Management of pneumothorax in hemodynamically stable preterm infants using high frequency oscillatory ventilation: report of five cases.

BACKGROUND: Despite an increased use of non-invasive ventilatory strategies and gentle ventilation, pneumothorax remains a common complication in preterm infants. The ventilator management of infants with air leaks remains challenging in terms of both prevention and treatment. Recently the safety and efficacy of expectant management avoiding chest tube drainage to treat large air leak in preterm infants hemodynamically stable has been reported. CASE
PRESENTATION: In the present study, we report five cases of preterm infants with birth weight ≤ 1250 g affected by respiratory distress syndrome and treated with nasal continuous positive airway pressure as first intention. They were intubated for worsening of respiratory distress with increasing oxygen requirement and concomitant increase of respiratory rate and PCO2 values due to occurrence of pneumothorax, and they were successfully treated using high-frequency oscillatory ventilation without chest tube insertion.
CONCLUSION: In our experience high-frequency oscillatory ventilation provided a conservative management of a significant pneumothorax in preterm newborns hemodynamically stable and requiring mechanical ventilation. This approach allowed us to avoid the increasing of air leak and the insertion of chest tube drainage and all the subsequent associated risks.

Background

Pneumothorax is a relatively common complication in newborns infants (6–10% in very low birth weight preterm infants and around 1% in term infants [1]), especially when receiving invasive mechanical ventilation, but also during non-invasive ventilatory support such as continuous positive airways pressure (CPAP) [2]. A 40% increase of FiO2 during the first 24 h of CPAP has been suggested as a useful marker to identify the infants at high risk of developing a pneumothorax [3]. Recently successful management strategies have been reported of symptomatic pneumothorax diagnosed in preterm infants receiving assisted ventilation, which avoided chest tube drainage and resulted in reduction of important side effects [4, 5]. In this case series, we reported our experience of using high-frequency oscillatory ventilation (HFOV) as a first-line treatment of pneumothorax in preterm infants with respiratory distress syndrome.

Cases presentation

We report the experience of five neonates (4 males and 1 female), with mean ± SD birth weight of 1211 ± 40 g and mean ± SD gestational age of 30 ± 2 weeks.
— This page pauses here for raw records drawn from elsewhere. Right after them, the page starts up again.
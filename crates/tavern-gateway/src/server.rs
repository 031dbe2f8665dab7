use crate::middleware::cors_layer;
use crate::orchestrator::SessionOrchestrator;
use crate::push::LocalPushEndpoint;
use crate::response::CoreResponse;
use axum::{
    extract::{
        ws::{Message, WebSocket},
        Path, State, WebSocketUpgrade,
    },
    http::Method,
    response::IntoResponse,
    routing::get,
    Json, Router,
};
use futures_util::{SinkExt, StreamExt};
use std::sync::Arc;
use std::time::Duration;
use tavern_core::{Action, TavernError};
use tokio::sync::mpsc;
use tokio::task::JoinHandle;
use tracing::{error, info, warn};
use uuid::Uuid;

/// Shared application state.
pub struct AppState {
    pub orchestrator: Arc<SessionOrchestrator>,
    pub push: Arc<LocalPushEndpoint>,
}

/// The HTTP + WebSocket front end.
pub struct GatewayServer;

impl GatewayServer {
    /// Build the router. `push` must be the endpoint the orchestrator's
    /// dispatcher delivers through, so sockets accepted here receive broadcasts.
    pub fn build(orchestrator: Arc<SessionOrchestrator>, push: Arc<LocalPushEndpoint>) -> Router {
        let state = Arc::new(AppState { orchestrator, push });

        Router::new()
            .route("/health", get(health_handler))
            .route(
                "/sessions/{id}",
                get(get_session_handler)
                    .post(post_action_handler)
                    .delete(delete_session_handler)
                    .fallback(method_not_allowed),
            )
            .route("/ws/{id}", get(ws_handler))
            .layer(cors_layer())
            .with_state(state)
    }
}

/// Periodically reclaims expired connection records and sessions.
pub fn spawn_sweeper(orchestrator: Arc<SessionOrchestrator>, every: Duration) -> JoinHandle<()> {
    let every = every.max(Duration::from_secs(1));
    tokio::spawn(async move {
        let mut ticker = tokio::time::interval(every);
        // The first tick completes immediately.
        ticker.tick().await;
        loop {
            ticker.tick().await;
            if let Err(e) = orchestrator.sweep().await {
                warn!(error = %e, "Sweep failed");
            }
        }
    })
}

async fn health_handler() -> impl IntoResponse {
    Json(serde_json::json!({"status": "ok", "service": "tavern"}))
}

async fn get_session_handler(
    Path(session_id): Path<String>,
    State(state): State<Arc<AppState>>,
) -> CoreResponse {
    info!(session_id = %session_id, "Handling GET request");
    state.orchestrator.get_session(&session_id).await
}

async fn post_action_handler(
    Path(session_id): Path<String>,
    State(state): State<Arc<AppState>>,
    body: String,
) -> CoreResponse {
    info!(session_id = %session_id, "Handling POST request");
    let action: Action = match serde_json::from_str(&body) {
        Ok(action) => action,
        Err(e) => {
            warn!(session_id = %session_id, error = %e, "Malformed action body");
            return CoreResponse::from(&TavernError::InvalidAction(format!(
                "Invalid action body: {e}"
            )));
        }
    };
    run_action(state.orchestrator.clone(), session_id, action).await
}

async fn delete_session_handler(
    Path(session_id): Path<String>,
    State(state): State<Arc<AppState>>,
) -> CoreResponse {
    info!(session_id = %session_id, "Handling DELETE request");
    state.orchestrator.delete_session(&session_id).await
}

async fn method_not_allowed(method: Method) -> CoreResponse {
    warn!(method = %method, "Unsupported HTTP method");
    CoreResponse::from(&TavernError::MethodNotAllowed(method.to_string()))
}

/// Runs the action on its own task so a dropped client does not cancel the
/// transcript write.
async fn run_action(
    orchestrator: Arc<SessionOrchestrator>,
    session_id: String,
    action: Action,
) -> CoreResponse {
    let task =
        tokio::spawn(async move { orchestrator.handle_action(&session_id, &action).await });
    match task.await {
        Ok(response) => response,
        Err(e) => {
            error!(error = %e, "Action task failed");
            CoreResponse::error(500, "Internal error")
        }
    }
}

/// Waits for whichever task finishes first and aborts the other.
async fn join_first(mut first: JoinHandle<()>, mut second: JoinHandle<()>) {
    tokio::select! {
        _ = &mut first => second.abort(),
        _ = &mut second => first.abort(),
    }
}

async fn ws_handler(
    ws: WebSocketUpgrade,
    Path(session_id): Path<String>,
    State(state): State<Arc<AppState>>,
) -> impl IntoResponse {
    ws.on_upgrade(move |socket| handle_socket(socket, session_id, state))
}

async fn handle_socket(socket: WebSocket, session_id: String, state: Arc<AppState>) {
    let connection_id = Uuid::new_v4().to_string();
    let (mut ws_sender, mut ws_receiver) = socket.split();

    // Channel for sending messages back to the WebSocket
    let (tx, mut rx) = mpsc::unbounded_channel::<Vec<u8>>();
    state.push.register(&connection_id, tx.clone()).await;

    if let Err(e) = state.orchestrator.attach(&session_id, &connection_id).await {
        error!(session_id = %session_id, error = %e, "Failed to attach connection");
        state.push.unregister(&connection_id).await;
        return;
    }
    info!(
        connection_id = %connection_id,
        session_id = %session_id,
        "WebSocket connected"
    );

    // Task: forward messages from channel to WebSocket
    let send_task = tokio::spawn(async move {
        while let Some(bytes) = rx.recv().await {
            let text = String::from_utf8_lossy(&bytes).into_owned();
            if ws_sender.send(Message::Text(text.into())).await.is_err() {
                break;
            }
        }
    });

    // Task: receive actions; each runs on its own task and answers the sender only
    let orchestrator = state.orchestrator.clone();
    let frame_session = session_id.clone();
    let recv_task = tokio::spawn(async move {
        while let Some(Ok(msg)) = ws_receiver.next().await {
            match msg {
                Message::Text(text) => {
                    let action = Action::from_frame(text.as_str());
                    let orchestrator = orchestrator.clone();
                    let session_id = frame_session.clone();
                    let reply = tx.clone();
                    tokio::spawn(async move {
                        let response = orchestrator.handle_action(&session_id, &action).await;
                        let _ = reply.send(response.body.into_bytes());
                    });
                }
                Message::Close(_) => break,
                _ => {}
            }
        }
    });

    join_first(send_task, recv_task).await;

    state.push.unregister(&connection_id).await;
    if let Err(e) = state.orchestrator.detach(&connection_id).await {
        warn!(connection_id = %connection_id, error = %e, "Failed to detach connection");
    }
    info!(connection_id = %connection_id, "WebSocket disconnected");
}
All infants were delivered by caesarean section due to preeclampsia (one case), gestational hepatosis and preeclampsia (one case), preterm labor (one case), growth restriction (one case) and ascites of the second twin (one case); three of them were twin-birth. Premature rupture of membranes did not occur in any of the cases. All the mothers received at least one dose of betamethasone. Soon after birth, all the infants developed respiratory distress (Silverman score 3–4) and were placed on a ventilator nasal CPAP system with a pressure level of 4–6 cmH2O and a FiO2 of 0.25–0.30 for a diagnosis of respiratory distress syndrome based also on the typical chest X-ray. CPAP failure criteria (FiO2 ≥ 0.40) was reached in two cases (patient 3 and 5), and surfactant was administered (200 mg/kg of poractant alfa, Chiesi Farmaceutici, Italy) with the INtubation-SURfactant-Extubation (INSURE) approach respectively at 9 h and 6 h of life.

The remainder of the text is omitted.